[TASK MATERIAL — start]
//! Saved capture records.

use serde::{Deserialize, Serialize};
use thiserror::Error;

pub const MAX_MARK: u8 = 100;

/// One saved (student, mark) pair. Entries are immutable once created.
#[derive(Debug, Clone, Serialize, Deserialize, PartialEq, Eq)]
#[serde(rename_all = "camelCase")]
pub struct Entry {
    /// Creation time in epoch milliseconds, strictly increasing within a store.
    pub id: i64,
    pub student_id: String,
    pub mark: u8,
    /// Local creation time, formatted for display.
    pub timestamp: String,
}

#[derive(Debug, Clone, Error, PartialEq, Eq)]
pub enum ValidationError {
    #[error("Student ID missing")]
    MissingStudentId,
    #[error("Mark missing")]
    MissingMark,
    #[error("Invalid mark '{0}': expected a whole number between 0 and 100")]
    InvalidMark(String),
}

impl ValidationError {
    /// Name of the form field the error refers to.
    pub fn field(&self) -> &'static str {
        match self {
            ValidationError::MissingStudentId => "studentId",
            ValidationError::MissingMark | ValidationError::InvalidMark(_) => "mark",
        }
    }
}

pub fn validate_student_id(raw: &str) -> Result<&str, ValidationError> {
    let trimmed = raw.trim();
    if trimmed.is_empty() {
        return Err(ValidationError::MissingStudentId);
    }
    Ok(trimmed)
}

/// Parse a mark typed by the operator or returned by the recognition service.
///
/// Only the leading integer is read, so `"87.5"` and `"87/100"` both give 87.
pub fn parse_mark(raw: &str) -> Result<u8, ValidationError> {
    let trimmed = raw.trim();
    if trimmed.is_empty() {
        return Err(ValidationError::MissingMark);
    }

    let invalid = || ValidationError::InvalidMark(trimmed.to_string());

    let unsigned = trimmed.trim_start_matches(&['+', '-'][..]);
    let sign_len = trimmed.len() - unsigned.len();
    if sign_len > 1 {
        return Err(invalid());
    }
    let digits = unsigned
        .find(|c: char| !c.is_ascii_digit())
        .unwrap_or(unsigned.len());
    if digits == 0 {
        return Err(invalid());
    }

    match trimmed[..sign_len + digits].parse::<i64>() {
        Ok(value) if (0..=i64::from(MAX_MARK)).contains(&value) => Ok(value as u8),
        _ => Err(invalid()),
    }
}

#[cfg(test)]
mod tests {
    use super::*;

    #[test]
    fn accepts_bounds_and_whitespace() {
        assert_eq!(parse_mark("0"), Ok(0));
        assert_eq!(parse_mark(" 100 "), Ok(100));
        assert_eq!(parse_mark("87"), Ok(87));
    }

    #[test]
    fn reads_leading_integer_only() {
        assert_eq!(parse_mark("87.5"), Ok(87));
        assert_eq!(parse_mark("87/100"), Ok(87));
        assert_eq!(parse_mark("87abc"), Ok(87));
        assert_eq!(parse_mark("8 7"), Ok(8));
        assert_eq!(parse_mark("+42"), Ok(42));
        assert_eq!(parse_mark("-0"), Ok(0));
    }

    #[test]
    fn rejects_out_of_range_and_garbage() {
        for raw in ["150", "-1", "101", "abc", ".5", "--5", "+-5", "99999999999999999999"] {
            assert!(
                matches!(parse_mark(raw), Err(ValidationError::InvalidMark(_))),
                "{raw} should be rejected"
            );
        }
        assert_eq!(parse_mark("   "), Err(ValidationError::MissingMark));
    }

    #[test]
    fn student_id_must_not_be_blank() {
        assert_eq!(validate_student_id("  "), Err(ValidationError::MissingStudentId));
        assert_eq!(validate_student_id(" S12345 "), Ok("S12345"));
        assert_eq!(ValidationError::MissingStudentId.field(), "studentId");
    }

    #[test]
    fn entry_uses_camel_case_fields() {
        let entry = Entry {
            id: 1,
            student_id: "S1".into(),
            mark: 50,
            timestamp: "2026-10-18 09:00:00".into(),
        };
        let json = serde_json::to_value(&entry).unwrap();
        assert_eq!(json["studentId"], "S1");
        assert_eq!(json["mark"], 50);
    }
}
[TASK MATERIAL — finish]
### THE TASK
Reply with the complete data above, every character as it stands.

### TASK ANSWER
//! Saved capture records.

use serde::{Deserialize, Serialize};
use thiserror::Error;

pub const MAX_MARK: u8 = 100;

/// One saved (student, mark) pair. Entries are immutable once created.
#[derive(Debug, Clone, Serialize, Deserialize, PartialEq, Eq)]
#[serde(rename_all = "camelCase")]
pub struct Entry {
    /// Creation time in epoch milliseconds, strictly increasing within a store.
    pub id: i64,
    pub student_id: String,
    pub mark: u8,
    /// Local creation time, formatted for display.
    pub timestamp: String,
}

#[derive(Debug, Clone, Error, PartialEq, Eq)]
pub enum ValidationError {
    #[error("Student ID missing")]
    MissingStudentId,
    #[error("Mark missing")]
    MissingMark,
    #[error("Invalid mark '{0}': expected a whole number between 0 and 100")]
    InvalidMark(String),
}

impl ValidationError {
    /// Name of the form field the error refers to.
    pub fn field(&self) -> &'static str {
        match self {
            ValidationError::MissingStudentId => "studentId",
            ValidationError::MissingMark | ValidationError::InvalidMark(_) => "mark",
        }
    }
}

pub fn validate_student_id(raw: &str) -> Result<&str, ValidationError> {
    let trimmed = raw.trim();
    if trimmed.is_empty() {
        return Err(ValidationError::MissingStudentId);
    }
    Ok(trimmed)
}

/// Parse a mark typed by the operator or returned by the recognition service.
///
/// Only the leading integer is read, so `"87.5"` and `"87/100"` both give 87.
pub fn parse_mark(raw: &str) -> Result<u8, ValidationError> {
    let trimmed = raw.trim();
    if trimmed.is_empty() {
        return Err(ValidationError::MissingMark);
    }

    let invalid = || ValidationError::InvalidMark(trimmed.to_string());

    let unsigned = trimmed.trim_start_matches(&['+', '-'][..]);
    let sign_len = trimmed.len() - unsigned.len();
    if sign_len > 1 {
        return Err(invalid());
    }
    let digits = unsigned
        .find(|c: char| !c.is_ascii_digit())
        .unwrap_or(unsigned.len());
    if digits == 0 {
        return Err(invalid());
    }

    match trimmed[..sign_len + digits].parse::<i64>() {
        Ok(value) if (0..=i64::from(MAX_MARK)).contains(&value) => Ok(value as u8),
        _ => Err(invalid()),
    }
}

#[cfg(test)]
mod tests {
    use super::*;

    #[test]
    fn accepts_bounds_and_whitespace() {
        assert_eq!(parse_mark("0"), Ok(0));
        assert_eq!(parse_mark(" 100 "), Ok(100));
        assert_eq!(parse_mark("87"), Ok(87));
    }

    #[test]
    fn reads_leading_integer_only() {
        assert_eq!(parse_mark("87.5"), Ok(87));
        assert_eq!(parse_mark("87/100"), Ok(87));
        assert_eq!(parse_mark("87abc"), Ok(87));
        assert_eq!(parse_mark("8 7"), Ok(8));
        assert_eq!(parse_mark("+42"), Ok(42));
        assert_eq!(parse_mark("-0"), Ok(0));
    }

    #[test]
    fn rejects_out_of_range_and_garbage() {
        for raw in ["150", "-1", "101", "abc", ".5", "--5", "+-5", "99999999999999999999"] {
            assert!(
                matches!(parse_mark(raw), Err(ValidationError::InvalidMark(_))),
                "{raw} should be rejected"
            );
        }
        assert_eq!(parse_mark("   "), Err(ValidationError::MissingMark));
    }

    #[test]
    fn student_id_must_not_be_blank() {
        assert_eq!(validate_student_id("  "), Err(ValidationError::MissingStudentId));
        assert_eq!(validate_student_id(" S12345 "), Ok("S12345"));
        assert_eq!(ValidationError::MissingStudentId.field(), "studentId");
    }

    #[test]
    fn entry_uses_camel_case_fields() {
        let entry = Entry {
            id: 1,
            student_id: "S1".into(),
            mark: 50,
            timestamp: "2026-10-18 09:00:00".into(),
        };
        let json = serde_json::to_value(&entry).unwrap();
        assert_eq!(json["studentId"], "S1");
        assert_eq!(json["mark"], 50);
    }
}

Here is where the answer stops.